Data records: Begin

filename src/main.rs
//! # op-bridge CLI (`opb`)
//!
//! Create, read and delete vault items from record files.
//!
//! ## Usage
//!
//! ```bash
//! opb --config ./config/opb.toml <command>
//! ```
//!
//! ## Commands
//!
//! | Command | Description |
//! |---------|-------------|
//! | `opb item get <id>` | Print an item as the vault stores it |
//! | `opb item delete <id>` | Delete an item of any category |
//! | `opb identity create <record>` | Create an identity from a TOML/JSON record |
//! | `opb identity read <id>` | Print an identity as a record |
//! | `opb document create <record>` | Upload a document from a TOML/JSON record |
//! | `opb document read <id>` | Print a document and its content |
//! | `opb vault get\|create\|delete` | Manage vaults |
//! | `opb categories` | List item categories and template ids |
//!
//! Results are printed to stdout as JSON; logs go to stderr. A missing
//! item or vault prints `null`.

use std::path::{Path, PathBuf};

use anyhow::{Context, Result};
use clap::{ArgAction, Parser, Subcommand};
use serde::de::DeserializeOwned;
use serde::Serialize;
use tracing_subscriber::{fmt, prelude::*, EnvFilter};

use op_bridge::category::Category;
use op_bridge::config::{self, Config};
use op_bridge::document::{self, DocumentConfig};
use op_bridge::identity::{self, IdentityConfig};
use op_bridge::{OpCli, OpClient};

const DEFAULT_CONFIG: &str = "./config/opb.toml";

/// op-bridge: manage password-manager items through the `op` CLI.
#[derive(Parser)]
#[command(name = "opb", version, about, long_about = None)]
struct Cli {
    /// Path to configuration file (TOML).
    ///
    /// Defaults to `./config/opb.toml`; built-in defaults are used when
    /// that file does not exist.
    #[arg(long, global = true, value_name = "PATH")]
    config: Option<PathBuf>,

    /// Increase log verbosity (-v = debug, -vv = trace)
    #[arg(short, long, global = true, action = ArgAction::Count)]
    verbose: u8,

    /// Only log errors
    #[arg(short, long, global = true, conflicts_with = "verbose")]
    quiet: bool,

    #[command(subcommand)]
    command: Commands,
}

#[derive(Subcommand)]
enum Commands {
    /// Raw items of any category.
    Item {
        #[command(subcommand)]
        action: ItemAction,
    },

    /// Identity items (name, address and internet details).
    Identity {
        #[command(subcommand)]
        action: RecordAction,
    },

    /// Document items (a stored file).
    Document {
        #[command(subcommand)]
        action: RecordAction,
    },

    /// Vaults.
    Vault {
        #[command(subcommand)]
        action: VaultAction,
    },

    /// List item categories and their template ids.
    Categories,
}

#[derive(Subcommand)]
enum ItemAction {
    /// Print an item and its category.
    Get {
        id: String,
        /// Vault to look in.
        #[arg(long)]
        vault: Option<String>,
    },
    /// Delete an item. Succeeds if it is already gone.
    Delete { id: String },
}

#[derive(Subcommand)]
enum RecordAction {
    /// Create an item from a record file (`.json`, otherwise TOML).
    Create { record: PathBuf },
    /// Read an item back as a record.
    Read {
        id: String,
        /// Vault to look in.
        #[arg(long)]
        vault: Option<String>,
    },
}

#[derive(Subcommand)]
enum VaultAction {
    Get { id: String },
    Create { name: String },
    /// Delete a vault. Succeeds if it is already gone.
    Delete { id: String },
}

fn setup_logging(level: &str) {
    let filter = EnvFilter::try_from_default_env().unwrap_or_else(|_| EnvFilter::new(level));

    tracing_subscriber::registry()
        .with(fmt::layer().with_target(true).with_writer(std::io::stderr))
        .with(filter)
        .init();
}

fn load(path: Option<&Path>) -> Result<Config> {
    match path {
        Some(path) => config::load_config(path),
        None if Path::new(DEFAULT_CONFIG).exists() => config::load_config(Path::new(DEFAULT_CONFIG)),
        None => Ok(Config::minimal()),
    }
}

/// Parse a record file: JSON when the extension is `.json`, TOML otherwise.
fn load_record<T: DeserializeOwned>(path: &Path) -> Result<T> {
    let content = std::fs::read_to_string(path)
        .with_context(|| format!("Failed to read record file: {}", path.display()))?;
    let is_json = path
        .extension()
        .is_some_and(|ext| ext.eq_ignore_ascii_case("json"));
    if is_json {
        serde_json::from_str(&content)
            .with_context(|| format!("Failed to parse JSON record: {}", path.display()))
    } else {
        toml::from_str(&content)
            .with_context(|| format!("Failed to parse TOML record: {}", path.display()))
    }
}

fn print_json<T: Serialize>(value: &T) -> Result<()> {
    println!("{}", serde_json::to_string_pretty(value)?);
    Ok(())
}

fn main() -> Result<()> {
    let cli = Cli::parse();

    let cfg = load(cli.config.as_deref())?;

    let level = match (cli.quiet, cli.verbose) {
        (true, _) => "error",
        (false, 0) => cfg.logging.level.as_str(),
        (false, 1) => "debug",
        (false, _) => "trace",
    };
    setup_logging(level);

    let client = OpClient::new(OpCli::from_config(&cfg.cli));

    match cli.command {
        Commands::Item { action } => match action {
            ItemAction::Get { id, vault } => {
                let item = client.read_item(&id, vault.as_deref())?;
                print_json(&item.map(|item| {
                    serde_json::json!({
                        "category": item.category().name(),
                        "item": item,
                    })
                }))?;
            }
            ItemAction::Delete { id } => {
                client.delete_item(&id)?;
            }
        },
        Commands::Identity { action } => match action {
            RecordAction::Create { record } => {
                let config: IdentityConfig = load_record(&record)?;
                let created = identity::create_identity(&client, &config)
                    .with_context(|| format!("Failed to create identity '{}'", config.name))?;
                print_json(&created)?;
            }
            RecordAction::Read { id, vault } => {
                print_json(&identity::read_identity(&client, &id, vault.as_deref())?)?;
            }
        },
        Commands::Document { action } => match action {
            RecordAction::Create { record } => {
                let config: DocumentConfig = load_record(&record)?;
                let created = document::create_document(&client, &config)
                    .with_context(|| format!("Failed to create document '{}'", config.name))?;
                print_json(&created)?;
            }
            RecordAction::Read { id, vault } => {
                print_json(&document::read_document(&client, &id, vault.as_deref())?)?;
            }
        },
        Commands::Vault { action } => match action {
            VaultAction::Get { id } => {
                print_json(&client.read_vault(&id)?)?;
            }
            VaultAction::Create { name } => {
                print_json(&client.create_vault(&name)?)?;
            }
            VaultAction::Delete { id } => {
                client.delete_vault(&id)?;
            }
        },
        Commands::Categories => {
            for category in Category::all() {
                println!("{}  {}", category.template(), category.name());
            }
        }
    }

    Ok(())
}
use chrono::{DateTime, Utc};
use uuid::Uuid;

use crate::errors::AppError;
use crate::mailchimp::Campaign;
use crate::sparql::{SparqlClient, escape_datetime, escape_string, escape_uri};

const MAIL_CAMPAIGN_BASE_URI: &str = "http://themis.vlaanderen.be/id/mailcampagne/";
const BELGA_PUBLICATION_BASE_URI: &str = "http://themis.vlaanderen.be/id/belga-publicatie/";

/// Write side of the triple store: what was published, and when.
#[allow(async_fn_in_trait)]
pub trait PublicationLedger {
    /// Link a freshly created mail campaign to its meeting. Returns the record's uuid.
    async fn record_mail_campaign(&self, meeting_uri: &str, campaign: &Campaign) -> Result<String, AppError>;

    async fn mark_campaign_sent(&self, campaign_id: &str, sent_at: DateTime<Utc>) -> Result<(), AppError>;

    async fn delete_mail_campaign(&self, campaign_id: &str) -> Result<(), AppError>;

    /// Replace the meeting's Belga publication record. Returns the new record's uuid.
    async fn record_belga_publication(&self, meeting_uri: &str, sent_at: DateTime<Utc>) -> Result<String, AppError>;
}

impl PublicationLedger for SparqlClient {
    async fn record_mail_campaign(&self, meeting_uri: &str, campaign: &Campaign) -> Result<String, AppError> {
        let id = Uuid::new_v4().to_string();
        let uri = format!("{MAIL_CAMPAIGN_BASE_URI}{id}");
        log::info!("Create mail campaign {id} for meeting {meeting_uri}");

        self.update(&format!(
            "PREFIX mu: <http://mu.semte.ch/vocabularies/core/>
PREFIX ext: <http://mu.semte.ch/vocabularies/ext/>

INSERT DATA {{
  GRAPH {graph} {{
    {meeting} ext:heeftMailCampagnes {campaign} .
    {campaign} a ext:MailCampagne ;
      mu:uuid {id} ;
      ext:campagneId {campaign_id} ;
      ext:campagneWebId {web_id} ;
      ext:voorbeeldUrl {archive_url} .
  }}
}}",
            graph = escape_uri(self.target_graph()),
            meeting = escape_uri(meeting_uri),
            campaign = escape_uri(&uri),
            id = escape_string(&id),
            campaign_id = escape_string(&campaign.id),
            web_id = escape_string(&campaign.web_id.to_string()),
            archive_url = escape_string(&campaign.archive_url),
        ))
        .await?;
        Ok(id)
    }

    async fn mark_campaign_sent(&self, campaign_id: &str, sent_at: DateTime<Utc>) -> Result<(), AppError> {
        log::info!("Updating mail campaign {campaign_id} sent time");
        self.update(&format!(
            "PREFIX ext: <http://mu.semte.ch/vocabularies/ext/>

INSERT {{
  GRAPH {graph} {{ ?mailCampaign ext:isVerstuurdOp {sent_at} }}
}} WHERE {{
  GRAPH {graph} {{
    ?mailCampaign a ext:MailCampagne ;
      ext:campagneId {campaign_id} .
  }}
}}",
            graph = escape_uri(self.target_graph()),
            sent_at = escape_datetime(&sent_at),
            campaign_id = escape_string(campaign_id),
        ))
        .await
    }

    async fn delete_mail_campaign(&self, campaign_id: &str) -> Result<(), AppError> {
        log::info!("Deleting mail campaign record {campaign_id}");
        self.update(&format!(
            "PREFIX ext: <http://mu.semte.ch/vocabularies/ext/>

DELETE {{
  GRAPH {graph} {{
    ?mailCampaign ?p ?o .
    ?s ?pp ?mailCampaign .
  }}
}} WHERE {{
  GRAPH {graph} {{
    ?mailCampaign a ext:MailCampagne ;
      ext:campagneId {campaign_id} ;
      ?p ?o .
    OPTIONAL {{ ?s ?pp ?mailCampaign . }}
  }}
}}",
            graph = escape_uri(self.target_graph()),
            campaign_id = escape_string(campaign_id),
        ))
        .await
    }

    async fn record_belga_publication(&self, meeting_uri: &str, sent_at: DateTime<Utc>) -> Result<String, AppError> {
        let id = Uuid::new_v4().to_string();
        let uri = format!("{BELGA_PUBLICATION_BASE_URI}{id}");
        log::info!("Create Belga publication {id} for meeting {meeting_uri}");

        let graph = escape_uri(self.target_graph());
        let meeting = escape_uri(meeting_uri);

        self.update(&format!(
            "PREFIX mu: <http://mu.semte.ch/vocabularies/core/>
PREFIX ext: <http://mu.semte.ch/vocabularies/ext/>

DELETE WHERE {{
  GRAPH {graph} {{
    {meeting} ext:heeftBelgaPublicatie ?publication .
    ?publication a ext:BelgaPublicatie ;
      mu:uuid ?id ;
      ext:isVerstuurdOp ?datetime .
  }}
}}"
        ))
        .await?;

        self.update(&format!(
            "PREFIX mu: <http://mu.semte.ch/vocabularies/core/>
PREFIX ext: <http://mu.semte.ch/vocabularies/ext/>

INSERT DATA {{
  GRAPH {graph} {{
    {meeting} ext:heeftBelgaPublicatie {publication} .
    {publication} a ext:BelgaPublicatie ;
      mu:uuid {id} ;
      ext:isVerstuurdOp {sent_at} .
  }}
}}",
            publication = escape_uri(&uri),
            id = escape_string(&id),
            sent_at = escape_datetime(&sent_at),
        ))
        .await?;
        Ok(id)
    }
}
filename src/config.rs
use std::fmt;
use std::time::Duration;

use crate::models::newsletter::PriorityScheme;
use crate::retry::RetryPolicy;

#[derive(Debug)]
pub enum ConfigError {
    Missing(&'static str),
    Invalid { key: &'static str, value: String },
}

impl fmt::Display for ConfigError {
    fn fmt(&self, f: &mut fmt::Formatter<'_>) -> fmt::Result {
        match self {
            ConfigError::Missing(key) => write!(f, "environment variable {key} must be configured"),
            ConfigError::Invalid { key, value } => write!(f, "invalid value {value:?} for {key}"),
        }
    }
}

impl std::error::Error for ConfigError {}

#[derive(Debug, Clone)]
pub struct SparqlConfig {
    pub endpoint: String,
    pub target_graph: String,
}

#[derive(Debug, Clone)]
pub struct MailchimpConfig {
    pub api_key: String,
    pub server: String,
    pub from_name: String,
    pub reply_to: String,
    pub list_id: String,
    pub interest_category_id: String,
    pub kind_category_id: String,
    pub delete_retry: RetryPolicy,
}

#[derive(Debug, Clone)]
pub struct BelgaConfig {
    pub host: String,
    pub username: String,
    pub password: String,
    pub storage_path: String,
}

/// Everything the service reads from its environment, resolved once at startup.
#[derive(Debug, Clone)]
pub struct AppConfig {
    pub bind_address: String,
    pub priority_scheme: PriorityScheme,
    pub sparql: SparqlConfig,
    pub mailchimp: MailchimpConfig,
    pub belga: BelgaConfig,
}

impl AppConfig {
    pub fn from_env() -> Result<Self, ConfigError> {
        Self::from_lookup(|key| std::env::var(key).ok())
    }

    /// Build the configuration from an arbitrary key lookup. Empty values count as unset.
    pub fn from_lookup<F>(lookup: F) -> Result<Self, ConfigError>
    where
        F: Fn(&str) -> Option<String>,
    {
        let get = |key: &str| lookup(key).filter(|v| !v.trim().is_empty());
        let or_default = |key: &str, default: &str| get(key).unwrap_or_else(|| default.to_string());
        let required = |key: &'static str| get(key).ok_or(ConfigError::Missing(key));

        let priority_scheme = match get("NEWSLETTER_PRIORITY_SCHEME") {
            Some(value) => value.parse().map_err(|_| ConfigError::Invalid {
                key: "NEWSLETTER_PRIORITY_SCHEME",
                value,
            })?,
            None => PriorityScheme::default(),
        };

        let delete_attempts = parse_number(&get, "MAILCHIMP_DELETE_ATTEMPTS", 4)?;
        let delete_attempts = u32::try_from(delete_attempts).map_err(|_| ConfigError::Invalid {
            key: "MAILCHIMP_DELETE_ATTEMPTS",
            value: delete_attempts.to_string(),
        })?;
        let delete_delay_ms = parse_number(&get, "MAILCHIMP_DELETE_DELAY_MS", 2000)?;

        Ok(Self {
            bind_address: or_default("BIND_ADDRESS", "0.0.0.0:80"),
            priority_scheme,
            sparql: SparqlConfig {
                endpoint: or_default("MU_SPARQL_ENDPOINT", "http://database:8890/sparql"),
                target_graph: or_default(
                    "TARGET_GRAPH",
                    "http://mu.semte.ch/graphs/organizations/kanselarij",
                ),
            },
            mailchimp: MailchimpConfig {
                api_key: required("MAILCHIMP_API")?,
                server: or_default("MAILCHIMP_SERVER", "us3"),
                from_name: required("MAILCHIMP_FROM_NAME")?,
                reply_to: required("MAILCHIMP_REPLY_TO")?,
                list_id: required("MAILCHIMP_LIST_ID")?,
                interest_category_id: required("MAILCHIMP_INTEREST_CATEGORY_ID")?,
                kind_category_id: required("MAILCHIMP_KIND_CATEGORY_ID")?,
                delete_retry: RetryPolicy::new(
                    delete_attempts,
                    Duration::from_millis(delete_delay_ms),
                ),
            },
            belga: BelgaConfig {
                host: or_default("BELGA_FTP_HOST", "ftp.belga.be"),
                username: required("BELGA_FTP_USERNAME")?,
                password: required("BELGA_FTP_PASSWORD")?,
                storage_path: or_default("XML_STORAGE_PATH", "/data"),
            },
        })
    }
}

fn parse_number<G>(get: &G, key: &'static str, default: u64) -> Result<u64, ConfigError>
where
    G: Fn(&str) -> Option<String>,
{
    match get(key) {
        Some(value) => value
            .trim()
            .parse()
            .map_err(|_| ConfigError::Invalid { key, value }),
        None => Ok(default),
    }
}
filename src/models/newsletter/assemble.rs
use std::collections::BTreeSet;

use serde::Serialize;

use super::types::GroupedNewsletterItem;

/// Interest-group name used in the conditional merge tags.
pub const SEGMENT_PREFIX: &str = "Thema's";
pub const SEGMENT_END: &str = "*|END:INTERESTED|*";

/// Every distinct theme label seen in one run.
pub type ThemeSet = BTreeSet<String>;

/// Conditional merge-tag block around an item: only subscribers interested in
/// one of the listed themes see it. Both markers are empty for theme-less items.
#[derive(Debug, Clone, Default, PartialEq, Eq, Serialize)]
pub struct SegmentWrapper {
    pub begin: String,
    pub end: String,
}

impl SegmentWrapper {
    pub fn for_themes(themes: &[String]) -> Self {
        if themes.is_empty() {
            return Self::default();
        }
        Self {
            begin: format!("*|INTERESTED:{SEGMENT_PREFIX}:{}|*", themes.join(",")),
            end: SEGMENT_END.to_string(),
        }
    }
}

#[derive(Debug, Clone, Serialize)]
#[serde(rename_all = "camelCase")]
pub struct PresentationItem {
    pub newsletter_id: String,
    pub title: String,
    pub proposal_text: String,
    pub rich_text: String,
    pub segment: SegmentWrapper,
}

#[derive(Debug, Clone, Default, Serialize)]
#[serde(rename_all = "camelCase")]
pub struct AssembledNewsletter {
    pub rendered_items: Vec<PresentationItem>,
    pub themes: ThemeSet,
}

/// Split a comma-joined theme string into distinct, non-empty labels in first-seen order.
pub fn parse_themes(themes: Option<&str>) -> Vec<String> {
    let mut labels: Vec<String> = Vec::new();
    for label in themes.unwrap_or_default().split(',').map(str::trim) {
        if !label.is_empty() && !labels.iter().any(|l| l == label) {
            labels.push(label.to_string());
        }
    }
    labels
}

/// Turn grouped items into presentation items, keeping their order, and collect
/// the run-wide theme set.
pub fn assemble(items: &[GroupedNewsletterItem]) -> AssembledNewsletter {
    let mut themes = ThemeSet::new();
    let rendered_items = items
        .iter()
        .map(|item| {
            let labels = parse_themes(item.themes.as_deref());
            themes.extend(labels.iter().cloned());
            PresentationItem {
                newsletter_id: item.newsletter_id.clone(),
                title: item.title.clone().unwrap_or_default(),
                proposal_text: item.proposal_text.clone(),
                rich_text: item.rich_text.clone().unwrap_or_default(),
                segment: SegmentWrapper::for_themes(&labels),
            }
        })
        .collect();

    AssembledNewsletter { rendered_items, themes }
}

#[cfg(test)]
mod tests {
    use super::*;

    #[test]
    fn parse_themes_deduplicates_and_trims() {
        assert_eq!(
            parse_themes(Some("Mobility, Mobility,Health,,")),
            vec!["Mobility".to_string(), "Health".to_string()]
        );
    }

    #[test]
    fn parse_themes_of_nothing_is_empty() {
        assert!(parse_themes(None).is_empty());
        assert!(parse_themes(Some("")).is_empty());
    }

    #[test]
    fn segment_markers_for_themes() {
        let seg = SegmentWrapper::for_themes(&["Economie".to_string(), "Werk".to_string()]);
        assert_eq!(seg.begin, "*|INTERESTED:Thema's:Economie,Werk|*");
        assert_eq!(seg.end, "*|END:INTERESTED|*");
    }

    #[test]
    fn no_themes_means_unconditional() {
        assert_eq!(SegmentWrapper::for_themes(&[]), SegmentWrapper::default());
    }
}
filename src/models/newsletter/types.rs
use std::cmp::Ordering;
use std::fmt;
use std::str::FromStr;

use serde::{Deserialize, Serialize};

/// Group priority of an alphanumeric item without any ranked mandatee.
pub const MISSING_LETTER_PRIORITY: &str = "ZZZZZZZZ";

/// Group priority of a numeric item without any ranked mandatee.
/// Kept finite so it still compares and serializes as a plain number.
pub const MISSING_NUMERIC_GROUP_PRIORITY: f64 = 2_147_000.0;

/// How `mandateePriority` values are read and how group keys are built.
#[derive(Debug, Clone, Copy, PartialEq, Eq, Default, Serialize, Deserialize)]
#[serde(rename_all = "lowercase")]
pub enum PriorityScheme {
    /// Integer ranks; group key is `min + sum(rest / 100)`.
    Numeric,
    /// Ranks mapped onto `A..Z`; group key is the joined letters.
    #[default]
    Alphanumeric,
}

impl FromStr for PriorityScheme {
    type Err = String;

    fn from_str(s: &str) -> Result<Self, Self::Err> {
        match s.trim().to_ascii_lowercase().as_str() {
            "numeric" => Ok(PriorityScheme::Numeric),
            "alphanumeric" => Ok(PriorityScheme::Alphanumeric),
            other => Err(format!("unknown priority scheme: {other}")),
        }
    }
}

/// A normalized mandatee rank. One run only ever holds one variant.
#[derive(Debug, Clone, Copy, PartialEq, Eq, PartialOrd, Ord, Hash, Serialize)]
#[serde(untagged)]
pub enum Priority {
    Rank(i64),
    Letter(char),
}

impl fmt::Display for Priority {
    fn fmt(&self, f: &mut fmt::Formatter<'_>) -> fmt::Result {
        match self {
            Priority::Rank(n) => write!(f, "{n}"),
            Priority::Letter(c) => write!(f, "{c}"),
        }
    }
}

/// One row per (decision item x co-sponsoring mandatee), as the data source returns it.
#[derive(Debug, Clone, Default, PartialEq, Serialize, Deserialize)]
#[serde(rename_all = "camelCase")]
pub struct RawDecisionRecord {
    pub newsletter_id: String,
    pub title: Option<String>,
    pub proposal_text: Option<String>,
    pub rich_text: Option<String>,
    pub themes: Option<String>,
    pub item_position: Option<String>,
    pub mandatee_priority: Option<String>,
    pub mandatee_title: Option<String>,
    pub mandatee_nickname: Option<String>,
}

#[derive(Debug, Clone, PartialEq, Eq, Hash, Serialize)]
pub struct Mandatee {
    pub priority: Option<Priority>,
    pub title: Option<String>,
    pub nickname: Option<String>,
}

impl Mandatee {
    /// Nickname when present, otherwise the formal title.
    pub fn display_name(&self) -> Option<&str> {
        non_blank(self.nickname.as_deref()).or_else(|| non_blank(self.title.as_deref()))
    }

    /// Ranked mandatees first, ascending; unranked ones last.
    pub(crate) fn cmp_priority(&self, other: &Self) -> Ordering {
        match (&self.priority, &other.priority) {
            (Some(a), Some(b)) => a.cmp(b),
            (Some(_), None) => Ordering::Less,
            (None, Some(_)) => Ordering::Greater,
            (None, None) => Ordering::Equal,
        }
    }
}

/// Ordering key of a grouped item. Numeric keys compare as numbers,
/// alphanumeric keys as plain strings.
#[derive(Debug, Clone, Serialize)]
#[serde(untagged)]
pub enum GroupPriority {
    Numeric(f64),
    Alphanumeric(String),
}

impl Ord for GroupPriority {
    fn cmp(&self, other: &Self) -> Ordering {
        match (self, other) {
            (GroupPriority::Numeric(a), GroupPriority::Numeric(b)) => a.total_cmp(b),
            (GroupPriority::Alphanumeric(a), GroupPriority::Alphanumeric(b)) => a.cmp(b),
            (GroupPriority::Numeric(_), GroupPriority::Alphanumeric(_)) => Ordering::Less,
            (GroupPriority::Alphanumeric(_), GroupPriority::Numeric(_)) => Ordering::Greater,
        }
    }
}

impl PartialOrd for GroupPriority {
    fn partial_cmp(&self, other: &Self) -> Option<Ordering> {
        Some(self.cmp(other))
    }
}

impl PartialEq for GroupPriority {
    fn eq(&self, other: &Self) -> bool {
        self.cmp(other) == Ordering::Equal
    }
}

impl Eq for GroupPriority {}

impl fmt::Display for GroupPriority {
    fn fmt(&self, f: &mut fmt::Formatter<'_>) -> fmt::Result {
        match self {
            GroupPriority::Numeric(n) => write!(f, "{n}"),
            GroupPriority::Alphanumeric(s) => f.write_str(s),
        }
    }
}

/// One entry per distinct newsletter id, carrying its sorted mandatees and derived fields.
#[derive(Debug, Clone, Serialize)]
#[serde(rename_all = "camelCase")]
pub struct GroupedNewsletterItem {
    pub newsletter_id: String,
    pub title: Option<String>,
    pub rich_text: Option<String>,
    pub themes: Option<String>,
    pub item_position: Option<i64>,
    pub mandatees: Vec<Mandatee>,
    pub group_name: String,
    pub group_priority: GroupPriority,
    pub proposal_text: String,
}

pub(crate) fn non_blank(value: Option<&str>) -> Option<&str> {
    value.filter(|v| !v.trim().is_empty())
}
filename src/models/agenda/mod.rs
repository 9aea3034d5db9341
pub mod types;
pub mod queries;

pub use types::*;
pub use queries::*;
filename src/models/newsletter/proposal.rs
use super::types::Mandatee;

const PROPOSAL_PREFIX: &str = "Op voorstel van ";
const SEPARATOR_COMMA: &str = ", ";
const SEPARATOR_AND: &str = " en ";

/// Build "Op voorstel van X, Y en Z" from mandatees already sorted by priority.
///
/// Returns an empty string when there are no mandatees, or when any mandatee
/// has neither a nickname nor a title: a partial sentence is never produced.
pub fn compose_proposal_text(sorted_mandatees: &[Mandatee]) -> String {
    if sorted_mandatees.is_empty() {
        return String::new();
    }

    let last = sorted_mandatees.len() - 1;
    let mut text = String::from(PROPOSAL_PREFIX);
    for (i, mandatee) in sorted_mandatees.iter().enumerate() {
        if i > 0 {
            text.push_str(if i == last { SEPARATOR_AND } else { SEPARATOR_COMMA });
        }
        match mandatee.display_name() {
            Some(name) => text.push_str(name),
            None => return String::new(),
        }
    }
    text
}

Data records: End

(What the exercise asks):
After counting the lines above that include the word "username", give only the number.

(Result for this task):
2